With the Donald Trump administration infrastructure building has become all the rage again. Trump has promised to spend a lot of money fixing roads and bridges, upgrading air ports as well as canals and sea ports. The project will enhance America’s ability to move people and goods across the country and around the world. Not coincidentally the building program would employ tens of thousands of people.
Donald Trump might want to pay attention to Space infrastructure while he is in the mood to spend some money. What is space infrastructure, and why is it important?
Space infrastructure ensures the smooth and inexpensive movement of people and goods in space, for the purpose of this discussion between Earth, low-Earth orbit, cis-lunar space, and the lunar surface.
Currently, space infrastructure consists of expendable rockets that propel spacecraft to destinations in space, such as the International Space Station, geosynchronous orbit, or various destinations throughout the solar system. Currently space infrastructure is expensive to use, limiting what humans can do in space.
Clearly, if people on Earth propose to fully realize the economic potential of space, from lunar and asteroid mining to space tourism and manufacturing, space travel has to get a lot cheaper. Just as building roads and railroads on Earth sparked economic activity, building the road to space would do the same beyond the home planet.
Two keys exist for creating an Earth-moon infrastructure.

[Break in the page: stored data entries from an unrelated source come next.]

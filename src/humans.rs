//! Human agents.
//!
//! The human population is fixed for the run: humans are created once, keep
//! their house, and only change disease state. State changes are monotonic
//! (Susceptible, then Infected, then Recovered) and any other transition is
//! rejected as a `ComputationError`.
use std::fmt;

use log::trace;
use serde::Serialize;

use crate::context::Context;
use crate::define_data_plugin;
use crate::error::SimulationError;
use crate::houses::{ContextHousesExt, HouseId};

#[derive(Copy, Clone, Debug, PartialEq, Eq, PartialOrd, Ord, Hash, Serialize)]
pub struct HumanId(pub usize);

impl fmt::Display for HumanId {
    fn fmt(&self, f: &mut fmt::Formatter<'_>) -> fmt::Result {
        write!(f, "{}", self.0)
    }
}

#[derive(Copy, Clone, Debug, PartialEq, Eq, Hash, Serialize)]
pub enum HumanState {
    Susceptible,
    Infected,
    Recovered,
}

#[derive(Clone, Debug, PartialEq)]
pub struct Human {
    pub id: HumanId,
    pub house_id: HouseId,
    pub state: HumanState,
    /// Day of the most recent state change
    pub infection_day: usize,
    /// Only meaningful while Infected
    pub under_treatment: bool,
}

/// Number of humans in each state
#[derive(Copy, Clone, Debug, Default, PartialEq, Eq)]
pub struct HumanCounts {
    pub susceptible: usize,
    pub infected: usize,
    pub recovered: usize,
}

impl HumanCounts {
    #[must_use]
    pub fn total(&self) -> usize {
        self.susceptible + self.infected + self.recovered
    }
}

struct HumansData {
    humans: Vec<Human>,
    // Residents of each house, indexed by `HouseId`
    residents: Vec<Vec<HumanId>>,
}

define_data_plugin!(
    HumansPlugin,
    HumansData,
    HumansData {
        humans: Vec::new(),
        residents: Vec::new(),
    }
);

pub trait ContextHumansExt {
    /// Add a Susceptible human living at `house_id`.
    ///
    /// # Errors
    ///
    /// Returns a `ComputationError` if the house does not exist.
    fn add_human(&mut self, house_id: HouseId) -> Result<HumanId, SimulationError>;

    /// # Errors
    ///
    /// Returns a `ComputationError` if no human has this id.
    fn get_human(&self, human_id: HumanId) -> Result<&Human, SimulationError>;

    fn get_human_count(&self) -> usize;

    /// All humans in id order
    fn get_humans(&self) -> &[Human];

    /// The humans living at a house; empty for a house nobody lives in.
    fn get_residents(&self, house_id: HouseId) -> &[HumanId];

    /// Move a Susceptible human to Infected on `day`.
    ///
    /// # Errors
    ///
    /// Returns a `ComputationError` if the human is not Susceptible.
    fn infect_human(
        &mut self,
        human_id: HumanId,
        day: usize,
        under_treatment: bool,
    ) -> Result<(), SimulationError>;

    /// Move an Infected human to Recovered on `day`.
    ///
    /// # Errors
    ///
    /// Returns a `ComputationError` if the human is not Infected.
    fn recover_human(&mut self, human_id: HumanId, day: usize) -> Result<(), SimulationError>;

    fn count_human_states(&self) -> HumanCounts;

    /// Infected humans per house, indexed by `HouseId`
    fn count_infected_by_house(&self) -> Vec<usize>;
}

impl ContextHumansExt for Context {
    fn add_human(&mut self, house_id: HouseId) -> Result<HumanId, SimulationError> {
        let house_count = self.get_house_count();
        if house_id.0 >= house_count {
            return Err(SimulationError::computation(format!(
                "cannot place a human in house {house_id}, there are {house_count} houses"
            )));
        }
        let data = self.get_data_container_mut(HumansPlugin);
        if data.residents.len() < house_count {
            data.residents.resize_with(house_count, Vec::new);
        }
        let id = HumanId(data.humans.len());
        data.humans.push(Human {
            id,
            house_id,
            state: HumanState::Susceptible,
            infection_day: 0,
            under_treatment: false,
        });
        data.residents[house_id.0].push(id);
        Ok(id)
    }

    fn get_human(&self, human_id: HumanId) -> Result<&Human, SimulationError> {
        self.get_humans()
            .get(human_id.0)
            .ok_or_else(|| SimulationError::computation(format!("human {human_id} does not exist")))
    }

    fn get_human_count(&self) -> usize {
        self.get_humans().len()
    }

    fn get_humans(&self) -> &[Human] {
        self.get_data_container(HumansPlugin)
            .map(|data| data.humans.as_slice())
            .unwrap_or_default()
    }

    fn get_residents(&self, house_id: HouseId) -> &[HumanId] {
        self.get_data_container(HumansPlugin)
            .and_then(|data| data.residents.get(house_id.0))
            .map(Vec::as_slice)
            .unwrap_or_default()
    }

    fn infect_human(
        &mut self,
        human_id: HumanId,
        day: usize,
        under_treatment: bool,
    ) -> Result<(), SimulationError> {
        let human = human_mut(self, human_id)?;
        if human.state != HumanState::Susceptible {
            return Err(SimulationError::computation(format!(
                "human {human_id} cannot be infected from state {:?}",
                human.state
            )));
        }
        trace!("human {human_id} infected on day {day} (treated: {under_treatment})");
        human.state = HumanState::Infected;
        human.infection_day = day;
        human.under_treatment = under_treatment;
        Ok(())
    }

    fn recover_human(&mut self, human_id: HumanId, day: usize) -> Result<(), SimulationError> {
        let human = human_mut(self, human_id)?;
        if human.state != HumanState::Infected {
            return Err(SimulationError::computation(format!(
                "human {human_id} cannot recover from state {:?}",
                human.state
            )));
        }
        trace!("human {human_id} recovered on day {day}");
        human.state = HumanState::Recovered;
        human.infection_day = day;
        human.under_treatment = false;
        Ok(())
    }

    fn count_human_states(&self) -> HumanCounts {
        let mut counts = HumanCounts::default();
        for human in self.get_humans() {
            match human.state {
                HumanState::Susceptible => counts.susceptible += 1,
                HumanState::Infected => counts.infected += 1,
                HumanState::Recovered => counts.recovered += 1,
            }
        }
        counts
    }

    fn count_infected_by_house(&self) -> Vec<usize> {
        let mut infected = vec![0; self.get_house_count()];
        for human in self.get_humans() {
            if human.state == HumanState::Infected {
                if let Some(count) = infected.get_mut(human.house_id.0) {
                    *count += 1;
                }
            }
        }
        infected
    }
}

fn human_mut(context: &mut Context, human_id: HumanId) -> Result<&mut Human, SimulationError> {
    context
        .get_data_container_mut(HumansPlugin)
        .humans
        .get_mut(human_id.0)
        .ok_or_else(|| SimulationError::computation(format!("human {human_id} does not exist")))
}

The first key is reusable rockets. Since the beginning of the space age, space engineers have realized that throwing away a rocket every time it is used will keep space travel expensive. The space shuttle was an early attempt to address the reusability problem, but it required too long a turn-around time between flights to be cost effective.
SpaceX, Blue Origin, and United Launch Alliance are working on reusable rockets. NASA’s super-heavy-lift rocket, the Space Launch System, has high capacity but will be expensive to operate, as it is not reusable.
The second key is lunar water. Scientists have known for decades that deposits of water ice reside in shadowed craters at the lunar poles. Since water consists of hydrogen and oxygen, the components of rocket fuel, the moon has become a giant fueling station in the sky. The ice can also be used to support a lunar settlement.
How would President Trump develop a space infrastructure?
A few years ago, Paul Spudis of the Lunar and Planetary Institute and Tony Lavoie at NASA;s Marshall Spaceflight Center developed a a plan for what they call an “affordable lunar base” but would tie the Earth and moon together in a transportation infrastructure.
The idea is to send out robots to prospect for lunar ice and refine it into rocket fuel. The fuel would be transported to fuel depots, either in lunar orbit or at one of the Lagrangian points, where the gravities of the Earth And Moon cancel each other out. Other robots would create a lunar base with inflatable modules and use local materials and 3D printing technology.
Currently, spacecraft must take all of the fuel they require to conduct a voyage to low Earth orbit, the moon, or some destination beyond, such as Mars. With a refueling stop, spacecraft will only need to take enough fuel to reach the depot. They will top off and then continue on to their destination.
With the cost of space travel becoming cheaper, entrepreneurs who dream of doing business beyond the confines of Earth will be more likely to do so.
Even space agencies such as NASA will be able to do more with less. An MIT study suggested that refueling with lunar rocket fuel would reduce the cost and complexity of the Journey to Mars.
Donald Trump likes to boast about being a builder. A space infrastructure would be something to build that would change the world and make Trump’s presidency one of the most consequential in history.